I own SLF and GWO. These two were the group health plans when my wife and I were working.

After reading all the various reasons why they would reject my claims, it dawned on me how they make money.

That's when I formulated a strategy to invest in companies that piss off their customers: insurance, telecommunications and banks.


----------



## agent99 (Sep 11, 2013)

At one time we owned MFC, but we lost our shirt on that when markets crashed in 08/09 and it has never really recovered. Also had poor experience with Home & Auto insurance administered through them. Not going there - once bitten, twice shy. 
GWO was similarly affected by markets, but has recovered to pre 08 highs. I had no insurers, so added it after the 2020 covid crash and it has done quite well. (as noted, it is owned by POW)
We have owned POW for a long time. Only partly into insurance. Performance in past has been slow and steady, but nothing to write home about. Good dividend, but not much growth. Almost like fixed income! More recently, there appears to have been a change in management philosophy and they have moved into new fields. Analysts all say it is undervalued, but doesn't have the mojo to attract investors looking for growth. We will continue to hold POW - sometimes slow and steady wins the game.


----------



## Jimmy (May 19, 2017)

I think this group is good for the recovery. They benefit from rising interest rates which increases the discount factor and decrease the PV of their liabilities. I have Fairfax which had the best revenue growth of the ones I looked at but has very wonky management. They were all in the P/B range of .7 so there is some upside until they get back to their pre covid prices.

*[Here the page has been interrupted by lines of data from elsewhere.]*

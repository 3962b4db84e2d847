//! Connection plumbing and the scoped execution surface.
//!
//! This module provides the connection configuration, the per-call
//! connection opener, the [`Session`] execution handle lent to caller
//! logic, and the [`Datastore`] entry type that ties migration and access
//! together.
//!
//! # Examples
//!
//! ```no_run
//! use catchup::{
//!     Command, Datastore, DatabaseConfig, EmbeddedScripts, MigrationConfig, Migrator,
//! };
//!
//! # fn demo() -> catchup::Result<()> {
//! let bootstrap = "CREATE TABLE note (body TEXT NOT NULL);\n\
//!                  GO\n\
//!                  CREATE VIEW schema_version AS SELECT 1 AS version;\n\
//!                  GO\n";
//! let migrator = Migrator::new(MigrationConfig::new(1), EmbeddedScripts::new([bootstrap]));
//! let store = Datastore::new(DatabaseConfig::new("/tmp/notes.db"), migrator);
//!
//! store.run(|session| {
//!     session.execute(&Command::new("INSERT INTO note (body) VALUES ({})").arg("hi".to_string()))?;
//!     Ok(())
//! })?;
//! # Ok(())
//! # }
//! ```

mod access;
mod config;
pub(crate) mod connection;
mod session;

pub use access::{Datastore, TransactionContext};
pub use config::{default_data_dir, resolve_database_path, DatabaseConfig};
pub use session::{PreparedQuery, Session};
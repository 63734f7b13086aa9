use reqwest::Client;
use serde::de::DeserializeOwned;

/// Page loop shared by the repository and event fetches. Any page failure
/// truncates the collection at the last good page; nothing is retried or
/// propagated.
pub struct Paginator<'a> {
    client: &'a Client,
}

impl<'a> Paginator<'a> {
    pub fn new(client: &'a Client) -> Self {
        Self { client }
    }

    /// Fetch pages starting at 1 until one fails or comes back empty.
    pub async fn fetch_all<T: DeserializeOwned>(&self, base_url: &str, per_page: u32) -> Vec<T> {
        self.fetch_pages(base_url, per_page, None).await
    }

    /// Same loop, bounded by a page-count ceiling.
    pub async fn fetch_limited<T: DeserializeOwned>(
        &self,
        base_url: &str,
        per_page: u32,
        max_pages: u32,
    ) -> Vec<T> {
        self.fetch_pages(base_url, per_page, Some(max_pages)).await
    }

    async fn fetch_pages<T: DeserializeOwned>(
        &self,
        base_url: &str,
        per_page: u32,
        max_pages: Option<u32>,
    ) -> Vec<T> {
        let mut all_items = Vec::new();
        let mut page = 1u32;

        loop {
            if let Some(limit) = max_pages {
                if page > limit {
                    break;
                }
            }

            let separator = if base_url.contains('?') { "&" } else { "?" };
            let url = format!("{}{}per_page={}&page={}", base_url, separator, per_page, page);

            tracing::debug!("Fetching: {}", url);
            let response = match self.client.get(&url).send().await {
                Ok(response) => response,
                Err(e) => {
                    tracing::warn!("Page {} failed, truncating: {}", page, e);
                    break;
                }
            };

            if !response.status().is_success() {
                tracing::warn!("Page {} returned {}, truncating", page, response.status());
                break;
            }

            let items: Vec<T> = match response.json().await {
                Ok(items) => items,
                Err(e) => {
                    tracing::warn!("Page {} failed to parse, truncating: {}", page, e);
                    break;
                }
            };

            if items.is_empty() {
                break;
            }

            all_items.extend(items);
            page += 1;
        }

        all_items
    }
}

After that they are really a steady 4-5% dividend payer if you just want that.


----------



## AltaRed (Jun 8, 2009)

I have held MFC (half position) and IAG for some time. A few years ago, I almost swapped out MFC for IFC but didn't at the last minute on the basis MFC had to break out 'eventually'. Poor decision as IFC is rather pricey now. It is also more exposed to increasing climate related disasters than the other insurance companies.

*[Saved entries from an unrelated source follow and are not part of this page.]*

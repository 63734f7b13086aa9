use chrono::{DateTime, Utc};
use serde::{Deserialize, Serialize};

#[derive(Debug, Clone, Serialize, Deserialize)]
pub struct GitHubUser {
    pub login: String,
    pub name: Option<String>,
    pub bio: Option<String>,
    pub public_repos: u32,
    pub followers: u32,
    pub following: u32,
    pub created_at: DateTime<Utc>,
}

#[derive(Debug, Clone, Serialize, Deserialize)]
pub struct Repository {
    pub id: u64,
    pub name: String,
    pub full_name: String,
    pub language: Option<String>,
    pub stargazers_count: u32,
    pub forks_count: u32,
    pub license: Option<License>,
    pub owner: RepositoryOwner,
}

#[derive(Debug, Clone, Serialize, Deserialize)]
pub struct RepositoryOwner {
    pub login: String,
}

/// Presence of this object on a repository is the license signal; the
/// health reducer never issues a network probe for it.
#[derive(Debug, Clone, Serialize, Deserialize)]
pub struct License {
    pub key: String,
    pub name: Option<String>,
}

MFC is now in the 'shortlist for sale' group for when I need to crystallize holdings to fund my lifestyle. The beauty of VPW withdrawal justifies cutting holdings loose eventually.


----------



## sags (May 15, 2010)

Economical Insurance is getting ready to IPO this fall. They are waiting for final approval from the Finance Minister.

They are strictly a property insurance company and have built up a $2 billion surplus operating as a policy holder owned mutual company.

I would think, that after going public the goal of the company would shift from offering a good product at reasonable price to policyholder owners to increasing profit as a public company with shareholders.

They have really scrubbed their business model for the IPO, eliminating cost deficiencies and creating a new online division called Sonnet. Their plan for the IPO is to create opportunities to acquire capital to expand their operations with acquisitions and mergers.

I don't recommend or not , but food for thought for those wanting to get in on the ground floor.


----------



## Spudd (Oct 11, 2011)

MFC is currently on TD's "Action List" which is basically their top picks for highest returns. They're not perfect stock pickers but just thought I'd throw that data point in there.


----------



## MrBlackhill (Jun 10, 2020)

Spudd said:


> MFC is currently on TD's "Action List" which is basically their top picks for highest returns. They're not perfect stock pickers but just thought I'd throw that data point in there.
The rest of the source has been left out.